Far right a fixture in France despite defeat
PARIS - Agence France Presse
Despite Marine Le Pen’s drubbing in the French presidential election, her far-right National Front party expanded its footprint in the political landscape -- and confirmed its move into the mainstream. Her anti-immigrant, anti-Europe stance won a record 34 percent of ballots cast on May 7, which translates into the support of nearly 10.6 million voters.The score is nearly double that of her father Jean-Marie Le Pen in the 2002 presidential run-off, which conservative Jacques Chirac won by a landslide. “We can no longer believe that the FN is a flash in the pan and that it is going to end,” Virginie Martin, a political analyst at Kedge Business School told AFP.
In an era of unemployment hovering at 10 percent, a string of large-scale terror attacks and scandals clouding the major parties, the FN’s France-first nationalist message has proven seductive in parts of the country. Its proposals to curb immigration, crack down on security and beef up protectionism have found fertile ground in economically depressed rural areas. “The winds of history are with us,” 29-year-old Johan, who did not give his full name, told AFP at an election night party for Le Pen backers in Paris.
For decades the party was a toxic brand in French politics, linked to anti-Semites, ex-colonialists and xenophobes. But under Marine Le Pen, who took over the leadership from her father in 2011, the FN has worked to clean up its image. Her work to soften the party’s image has paid off with successes in regional and local elections, culminating in May 7’s historic score for the party.
The result “must be seen for what it is: The normalization of supporting the far-right in French society,” historian Nicolas Lebourg wrote in the Liberation daily.

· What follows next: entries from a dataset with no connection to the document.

// SPDX-License-Identifier: Apache-2.0

//! Declared/guessed foreign-key merging
//!
//! Catalog-declared constraints are ground truth and always win; guesses
//! only fill columns no constraint covers.

use crate::adapter::DeclaredForeignKey;
use crate::inference::guess::FkGuess;
use crate::model::ForeignKeyLink;

/// Merges declared constraints with heuristic guesses into the final
/// per-column link set.
///
/// Output ordering is declared links first (adapter order), then surviving
/// guesses (input order). Each column appears at most once.
pub fn merge(
    declared: &[DeclaredForeignKey],
    guessed: &[FkGuess],
) -> Vec<(String, ForeignKeyLink)> {
    let mut links: Vec<(String, ForeignKeyLink)> = declared
        .iter()
        .map(|fk| {
            (
                fk.column.clone(),
                ForeignKeyLink::declared(fk.target_table.clone(), fk.target_column.clone()),
            )
        })
        .collect();

    for guess in guessed {
        if !guess.is_match() {
            continue;
        }
        if links.iter().any(|(column, _)| *column == guess.column) {
            continue;
        }
        let (Some(table), Some(target_column)) = (&guess.target_table, &guess.target_column)
        else {
            continue;
        };
        links.push((
            guess.column.clone(),
            ForeignKeyLink::guessed(table.clone(), target_column.clone(), guess.confidence),
        ));
    }

    links
}
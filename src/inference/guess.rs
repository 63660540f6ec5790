// SPDX-License-Identifier: Apache-2.0

//! Foreign key guessing
//!
//! The heuristic core: for every column of a table, propose a target
//! table/column from naming convention and declared-type compatibility.
//! Requires the complete table list up front — guessing is strictly a second
//! pass after discovery has enumerated every table.

use crate::model::{ColumnMetadata, TableMetadata};

/// Identifier suffixes recognized as a trailing word of a column name.
const ID_SUFFIXES: [&str; 3] = ["id", "uuid", "guid"];

/// One guess result, positionally aligned with the input column list.
///
/// A column with no plausible target still gets an entry, with no target and
/// confidence 0, so `guess(columns, _).len() == columns.len()` always holds.
#[derive(Debug, Clone, PartialEq)]
pub struct FkGuess {
    pub column: String,
    pub target_table: Option<String>,
    pub target_column: Option<String>,
    pub confidence: f64,
}

impl FkGuess {
    fn no_match(column: &str) -> Self {
        Self {
            column: column.to_string(),
            target_table: None,
            target_column: None,
            confidence: 0.0,
        }
    }

    fn matched(column: &str, table: &str, target_column: &str) -> Self {
        Self {
            column: column.to_string(),
            target_table: Some(table.to_string()),
            target_column: Some(target_column.to_string()),
            // Exact-name matches are all-or-nothing; the field exists so
            // declared links and future partial scoring stay representable.
            confidence: 1.0,
        }
    }

    pub fn is_match(&self) -> bool {
        self.confidence > 0.0 && self.target_table.is_some()
    }
}

/// Strips a trailing identifier suffix from a normalized column name.
///
/// `user id` → `user`; `category uuid` → `category`; a bare `id` has nothing
/// left (it is the table's own key, not a reference) and yields `None`;
/// a name without the suffix is used whole.
fn strip_identifier_suffix(normalized: &str) -> Option<String> {
    let tokens: Vec<&str> = normalized.split(' ').filter(|t| !t.is_empty()).collect();
    match tokens.split_last() {
        None => None,
        Some((last, rest)) if ID_SUFFIXES.contains(last) => {
            if rest.is_empty() {
                None
            } else {
                Some(rest.join(" "))
            }
        }
        _ => Some(normalized.to_string()),
    }
}

/// Whether a normalized column name is exactly an identifier word
/// (`id`, `uuid`, `guid`) — the shape of a table's own key column.
fn is_identifier_shaped(normalized: &str) -> bool {
    ID_SUFFIXES.contains(&normalized)
}

/// Resolves which column on the target table the guess should point at:
/// the table's own id-shaped identifier column if it has one, otherwise the
/// head of its resolved primary key.
fn resolve_target_column(target: &TableMetadata) -> Option<String> {
    let id_shaped = target
        .details
        .columns
        .values()
        .find(|c| c.column_type.is_identifier_like() && is_identifier_shaped(&c.normalized_name));
    if let Some(col) = id_shaped {
        return Some(col.name.clone());
    }
    target.details.pk.first().cloned()
}

/// Proposes a foreign-key target for every column of `source_columns`.
///
/// Eligibility gate first (identifier-like declared type), then the naming
/// heuristic against the normalized names of `all_tables`. Exact name match
/// only; when several tables share a normalized name the first in list order
/// wins.
pub fn guess(source_columns: &[ColumnMetadata], all_tables: &[TableMetadata]) -> Vec<FkGuess> {
    source_columns
        .iter()
        .map(|column| guess_column(column, all_tables))
        .collect()
}

fn guess_column(column: &ColumnMetadata, all_tables: &[TableMetadata]) -> FkGuess {
    if !column.column_type.is_identifier_like() {
        return FkGuess::no_match(&column.name);
    }
    let Some(stripped) = strip_identifier_suffix(&column.normalized_name) else {
        return FkGuess::no_match(&column.name);
    };
    let Some(target) = all_tables
        .iter()
        .find(|t| t.details.normalized_name == stripped)
    else {
        return FkGuess::no_match(&column.name);
    };
    match resolve_target_column(target) {
        Some(target_column) => FkGuess::matched(&column.name, &target.name, &target_column),
        None => FkGuess::no_match(&column.name),
    }
}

At the same time, the party’s hard lines on immigration and protecting French identity have seeped into the discourse of the nation’s big parties. Failed conservative candidate Francois Fillon’s campaign platform included calls for annual immigration quotas and a ban on the full-body Islamic burkini swimsuit.
“The FN has managed to implant its identity politics across the political spectrum,” said Sylvain Crepon, a sociologist and a top FN expert. The forces that have for so long barred the FN, which was founded in 1972, from the presidency are also weakening. Despite calls to block Le Pen, nearly one in three voters refused to pick her or centrist rival Emmanuel Macron in May 7’s vote, the largest number to avoid choosing between the finalists in nearly 50 years.
Le Pen also forged her first ever alliance during the run-off campaign, winning support from a right-wing euroskeptic whom she promoted name prime minister if she captured the presidency. Her tie-up with Nicolas Dupont-Aignan was seen as ending the FN’s pariah status among parties closer to the mainstream. “This agreement was absolutely historic. It put the FN with the field of classic political parties,” said Martin, the analyst at Kedge Business School. “They [FN] are now in search of being normalized.” After the loss Le Pen said the party needed to undergo a “profound transformation” ahead of parliamentary elections in June. One of her aides said the grouping would even change its name.